While sometimes referred as kombucha mushroom, there is no mushroom associated with kombucha. The SCOBY is also called the kombucha mushroom or Mother. This live yeast present in the beverage provides it an active life which carries on even after transferring it into the storage containers. [17] The culture includes Candida stellata, Zygosaccharomyces baili, Brettanomyces bruxellensis, Saccharomyces cerevisiae, Torulaspora delbrueckii, and Schizosaccharomyces pombe yeasts.
After fermentation, the resultant fluid is a healthy beverage containing a wealth of vitamins, vinegar, and many powerful components.

Side Effects of Kombucha Tea

Although kombucha has been valued as a phenomenal healer, brewing the tea under non-sterile conditions can cause contamination and spoilage which can be extremely harmful. [18]

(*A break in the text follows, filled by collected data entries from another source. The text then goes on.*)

use axum::{
    extract::{Query, State},
    http::{HeaderMap, HeaderValue, StatusCode},
    routing::{get, post},
    Json, Router,
};
use engine::{DocumentSource, Error as EngineError, Extraction, SearchEngine, SearchResult};
use parking_lot::RwLock;
use serde::{Deserialize, Serialize};
use std::sync::Arc;
use tower_http::cors::{AllowOrigin, Any, CorsLayer};
use tower_http::trace::TraceLayer;

pub const MAX_K: usize = 1000;

#[derive(Deserialize)]
pub struct SearchParams {
    #[serde(default)]
    pub q: String,
    #[serde(default = "default_k")]
    pub k: usize,
}
fn default_k() -> usize {
    engine::search::DEFAULT_MAX_RESULTS
}

#[derive(Serialize)]
pub struct SearchResponse {
    pub query: String,
    pub took_s: f64,
    pub total_hits: usize,
    pub results: Vec<SearchResult>,
}

#[derive(Serialize)]
pub struct StatsResponse {
    pub documents: usize,
    pub unique_terms: usize,
    pub stemming: bool,
}

#[derive(Deserialize)]
pub struct RebuildParams {
    #[serde(default = "default_stemming")]
    pub stemming: bool,
}
fn default_stemming() -> bool {
    true
}

#[derive(Serialize)]
pub struct ErrorBody {
    pub error: String,
}

type ApiError = (StatusCode, Json<ErrorBody>);

fn api_error(status: StatusCode, msg: impl Into<String>) -> ApiError {
    (status, Json(ErrorBody { error: msg.into() }))
}

fn engine_error(err: EngineError) -> ApiError {
    let status = match err {
        EngineError::Query(_) => StatusCode::BAD_REQUEST,
        _ => StatusCode::INTERNAL_SERVER_ERROR,
    };
    api_error(status, err.to_string())
}

/// Shared between handlers. Searches take the read lock; a rebuild builds a
/// fresh engine off-lock and swaps it in under the write lock.
#[derive(Clone)]
pub struct AppState {
    pub engine: Arc<RwLock<SearchEngine>>,
    pub source: Arc<dyn DocumentSource + Send + Sync>,
    pub admin_token: Option<String>,
}

impl AppState {
    pub fn new(engine: SearchEngine, source: Arc<dyn DocumentSource + Send + Sync>) -> Self {
        Self {
            engine: Arc::new(RwLock::new(engine)),
            source,
            admin_token: std::env::var("ADMIN_TOKEN").ok(),
        }
    }
}

/// CORS from CORS_ALLOW_ORIGIN (comma-separated), Any by default.
fn cors_layer() -> CorsLayer {
    let base = CorsLayer::new().allow_methods(Any).allow_headers(Any);
    match std::env::var("CORS_ALLOW_ORIGIN") {
        Ok(val) => {
            let origins: Vec<HeaderValue> = val
                .split(',')
                .filter_map(|s| s.trim().parse().ok())
                .collect();
            if origins.is_empty() {
                base.allow_origin(Any)
            } else {
                base.allow_origin(AllowOrigin::list(origins))
            }
        }
        Err(_) => base.allow_origin(Any),
    }
}

pub fn build_app(state: AppState) -> Router {
    Router::new()
        .route("/health", get(|| async { "ok" }))
        .route("/search", get(search_handler))
        .route("/stats", get(stats_handler))
        .route("/index/rebuild", post(rebuild_handler))
        .with_state(state)
        .layer(cors_layer())
        .layer(TraceLayer::new_for_http())
}

pub async fn search_handler(
    State(state): State<AppState>,
    Query(params): Query<SearchParams>,
) -> Result<Json<SearchResponse>, ApiError> {
    let start = std::time::Instant::now();
    let k = params.k.clamp(1, MAX_K);

    let engine = state.engine.read();
    let matches = engine.evaluate(&params.q).map_err(|e| engine_error(e.into()))?;
    let results = engine.results(&matches, k);
    drop(engine);

    Ok(Json(SearchResponse {
        query: params.q,
        took_s: start.elapsed().as_secs_f64(),
        total_hits: matches.len(),
        results,
    }))
}

pub async fn stats_handler(State(state): State<AppState>) -> Json<StatsResponse> {
    let engine = state.engine.read();
    Json(StatsResponse {
        documents: engine.documents().len(),
        unique_terms: engine.index().len(),
        stemming: engine.stemming(),
    })
}

/// Reload the document source and rebuild the index.
async fn rebuild_handler(
    State(state): State<AppState>,
    headers: HeaderMap,
    Query(params): Query<RebuildParams>,
) -> Result<Json<StatsResponse>, ApiError> {
    authorize(&state, &headers)?;

    let extraction: Extraction = state.engine.read().extraction();
    let source = state.source.clone();
    let fresh = tokio::task::spawn_blocking(move || -> Result<SearchEngine, EngineError> {
        let mut fresh = SearchEngine::new();
        fresh.set_extraction(extraction);
        fresh.load(source.as_ref())?;
        fresh.build_index(params.stemming);
        Ok(fresh)
    })
    .await
    .map_err(|e| api_error(StatusCode::INTERNAL_SERVER_ERROR, e.to_string()))?
    .map_err(engine_error)?;

    let stats = StatsResponse {
        documents: fresh.documents().len(),
        unique_terms: fresh.index().len(),
        stemming: fresh.stemming(),
    };
    *state.engine.write() = fresh;
    tracing::info!(documents = stats.documents, unique_terms = stats.unique_terms, "index rebuilt");
    Ok(Json(stats))
}

fn authorize(state: &AppState, headers: &HeaderMap) -> Result<(), ApiError> {
    let required = match &state.admin_token {
        Some(t) => t,
        None => return Err(api_error(StatusCode::UNAUTHORIZED, "ADMIN_TOKEN not set")),
    };
    let provided = headers.get("X-ADMIN-TOKEN").and_then(|v| v.to_str().ok()).unwrap_or("");
    if provided == required {
        Ok(())
    } else {
        Err(api_error(StatusCode::UNAUTHORIZED, "invalid admin token"))
    }
}
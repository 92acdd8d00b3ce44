use crate::document::{Document, DocumentSource, SearchResult};
use crate::error::{Error, QueryError, Result};
use crate::export::save_zipf_csv;
use crate::html::{normalize_for_phrase, Extraction};
use crate::index::{self, index_term, BuildOptions, BuildStats, InvertedIndex, INDEX_CAPACITY};
use crate::posting::PostingList;
use crate::query::{to_postfix, QueryToken};
use crate::tokenizer::tokenize;
use std::path::Path;

pub const SNIPPET_CHARS: usize = 200;
pub const DEFAULT_MAX_RESULTS: usize = 50;

/// First `n` characters of `text`, with `...` appended when cut.
pub fn make_snippet(text: &str, n: usize) -> String {
    match text.char_indices().nth(n) {
        None => text.to_string(),
        Some((cut, _)) => format!("{}...", &text[..cut]),
    }
}

/// Owns the document collection, the inverted index and the universe list.
///
/// Use it in three phases: load documents, build the index, then query.
/// Queries only need `&self`; loading and building need `&mut self`.
#[derive(Debug)]
pub struct SearchEngine {
    index: InvertedIndex,
    documents: Vec<Document>,
    universe: PostingList,
    options: BuildOptions,
}

impl Default for SearchEngine {
    fn default() -> Self {
        Self::new()
    }
}

impl SearchEngine {
    pub fn new() -> Self {
        Self {
            index: InvertedIndex::with_capacity(INDEX_CAPACITY),
            documents: Vec::new(),
            universe: PostingList::new(),
            options: BuildOptions::default(),
        }
    }

    /// Which part of each page the next build indexes.
    pub fn set_extraction(&mut self, extraction: Extraction) {
        self.options.extraction = extraction;
    }

    /// Replace the document set with whatever `source` yields. On failure the
    /// current documents and index are left untouched.
    pub fn load<S: DocumentSource + ?Sized>(&mut self, source: &S) -> Result<usize> {
        let docs = source.load()?;
        if docs.is_empty() {
            return Err(Error::NoDocuments { source_name: source.describe() });
        }
        tracing::info!(source = %source.describe(), documents = docs.len(), "documents loaded");
        self.set_documents(docs);
        Ok(self.documents.len())
    }

    /// Replace the document set. The index is stale until the next build.
    pub fn set_documents(&mut self, documents: Vec<Document>) {
        self.documents = documents;
    }

    /// Reassign ids and rebuild the index and universe from scratch.
    pub fn build_index(&mut self, stemming: bool) -> BuildStats {
        self.options.stemming = stemming;
        self.index.clear();
        index::assign_ids(&mut self.documents);
        self.universe = PostingList::universe(self.documents.len());
        index::build(&mut self.documents, &mut self.index, self.options)
    }

    pub fn documents(&self) -> &[Document] {
        &self.documents
    }

    pub fn index(&self) -> &InvertedIndex {
        &self.index
    }

    pub fn stemming(&self) -> bool {
        self.options.stemming
    }

    pub fn extraction(&self) -> Extraction {
        self.options.extraction
    }

    /// Evaluate a boolean query and return up to `max_results` matches in
    /// ascending document id order.
    pub fn search(&self, query: &str, max_results: usize) -> Result<Vec<SearchResult>> {
        let matches = self.evaluate(query)?;
        let results = self.results(&matches, max_results);
        tracing::debug!(query, hits = matches.len(), returned = results.len(), "search");
        Ok(results)
    }

    /// Materialize the first `max_results` ids of `matches` as url + snippet.
    pub fn results(&self, matches: &PostingList, max_results: usize) -> Vec<SearchResult> {
        matches
            .iter()
            .filter_map(|id| self.documents.get(id as usize))
            .take(max_results)
            .map(|d| SearchResult {
                url: d.url.clone(),
                snippet: make_snippet(&d.plain, SNIPPET_CHARS),
            })
            .collect()
    }

    /// The full matching posting list for `query`.
    pub fn evaluate(&self, query: &str) -> Result<PostingList, QueryError> {
        let postfix = to_postfix(query)?;
        let mut stack: Vec<PostingList> = Vec::with_capacity(postfix.len());

        for token in postfix {
            match token {
                QueryToken::Term(text) => stack.push(self.eval_term(&text)),
                QueryToken::Phrase(text) => stack.push(self.eval_phrase(&text)),
                QueryToken::Not => {
                    let operand = stack.pop().ok_or(QueryError::MissingNotOperand)?;
                    stack.push(PostingList::not(&self.universe, &operand));
                }
                QueryToken::And | QueryToken::Or => {
                    let (Some(right), Some(left)) = (stack.pop(), stack.pop()) else {
                        return Err(QueryError::MissingBinaryOperand);
                    };
                    let combined = if token == QueryToken::And {
                        PostingList::and(&left, &right)
                    } else {
                        PostingList::or(&left, &right)
                    };
                    stack.push(combined);
                }
                QueryToken::LParen | QueryToken::RParen => {}
            }
        }
        Ok(stack.pop().unwrap_or_default())
    }

    pub fn export_zipf_csv(&self, path: &Path, max_terms: usize) -> Result<usize> {
        save_zipf_csv(&self.index, path, max_terms)
    }

    fn postings_for(&self, term: &str) -> PostingList {
        self.index.find(term).map(|t| t.postings.clone()).unwrap_or_default()
    }

    /// A bare word goes through the same tokenizer and stemmer as the index;
    /// only its first sub-token is looked up.
    fn eval_term(&self, raw: &str) -> PostingList {
        match tokenize(raw).into_iter().next() {
            Some(token) => self.postings_for(&index_term(token, self.options.stemming)),
            None => PostingList::new(),
        }
    }

    /// Intersect the postings of every word, then keep the candidates whose
    /// normalized text contains the normalized phrase.
    fn eval_phrase(&self, phrase: &str) -> PostingList {
        let needle = normalize_for_phrase(phrase);
        let mut terms = tokenize(&needle)
            .into_iter()
            .map(|t| index_term(t, self.options.stemming));

        let Some(first) = terms.next() else {
            return PostingList::new();
        };
        let mut candidates = self.postings_for(&first);
        for term in terms {
            if candidates.is_empty() {
                break;
            }
            candidates = PostingList::and(&candidates, &self.postings_for(&term));
        }

        let mut out = PostingList::new();
        for id in candidates.iter() {
            let Some(doc) = self.documents.get(id as usize) else { continue };
            if doc.normalized.contains(&needle) {
                out.add_sorted_unique(id);
            }
        }
        out
    }
}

  • Ceramic pots for brewing: Usage of ceramic pots during the brewing process of the kombucha tea can raise the risk of lead poisoning. [18] The tea, while brewing, has the potential to elute lead from the glaze coating used in the ceramic pots making it unfit for consumption.
  • Gastrointestinal toxicity: Another side effect of kombucha tea is gastrointestinal discomfort, which can cause the onset of symptoms including nausea, vomiting, jaundice, and headaches. [19]
  • Lactic acidosis: Consumption of this tea can result in lactic acidosis in some individuals which can further lead to severe circumstances. [20]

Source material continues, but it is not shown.